EXERCISE: Find all lines below containing the string "Inconsistent" and return them.

GIVEN RECORDS:
== == ==
use crate::diagnostics::Reporter;
use crate::model::VoltageBound;
use crate::network::VoltageLevel;

/// Outcome of offering a voltage bound candidate.
#[derive(Debug, Clone, Copy, PartialEq)]
pub enum BoundDecision {
    Accept,
    /// Consistent but not tighter than the bound already resolved.
    Keep,
    /// Would cross the resolved opposite bound (carried here).
    Inconsistent(f64),
}

/// Decide a candidate against the bounds already resolved.
///
/// High bounds tighten downwards, low bounds upwards; neither may cross the
/// opposite bound.
pub fn decide(bound: VoltageBound, candidate: f64, high: Option<f64>, low: Option<f64>) -> BoundDecision {
    match bound {
        VoltageBound::High => match (low, high) {
            (Some(l), _) if candidate < l => BoundDecision::Inconsistent(l),
            (_, Some(h)) if candidate >= h => BoundDecision::Keep,
            _ => BoundDecision::Accept,
        },
        VoltageBound::Low => match (high, low) {
            (Some(h), _) if candidate > h => BoundDecision::Inconsistent(h),
            (_, Some(l)) if candidate <= l => BoundDecision::Keep,
            _ => BoundDecision::Accept,
        },
    }
}

/// Merge a candidate into a voltage level. Returns true if it was accepted.
pub fn merge_bound(level: &mut VoltageLevel, bound: VoltageBound, candidate: f64, reporter: &mut dyn Reporter) -> bool {
    match decide(bound, candidate, level.high_voltage_limit, level.low_voltage_limit) {
        BoundDecision::Accept => {
            match bound {
                VoltageBound::High => level.high_voltage_limit = Some(candidate),
                VoltageBound::Low => level.low_voltage_limit = Some(candidate),
            }
            true
        }
        BoundDecision::Keep => false,
        BoundDecision::Inconsistent(opposite) => {
            let (subject, other) = match bound {
                VoltageBound::High => ("HighVoltageLimit", "low"),
                VoltageBound::Low => ("LowVoltageLimit", "high"),
            };
            reporter.invalid(subject, format!("Inconsistent with {other} voltage limit ({opposite}kV)"));
            false
        }
    }
}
== == ==
ANSWER BOX:
    Inconsistent(f64),
            (Some(l), _) if candidate < l => BoundDecision::Inconsistent(l),
            (Some(h), _) if candidate > h => BoundDecision::Inconsistent(h),
        BoundDecision::Inconsistent(opposite) => {
            reporter.invalid(subject, format!("Inconsistent with {other} voltage limit ({opposite}kV)"));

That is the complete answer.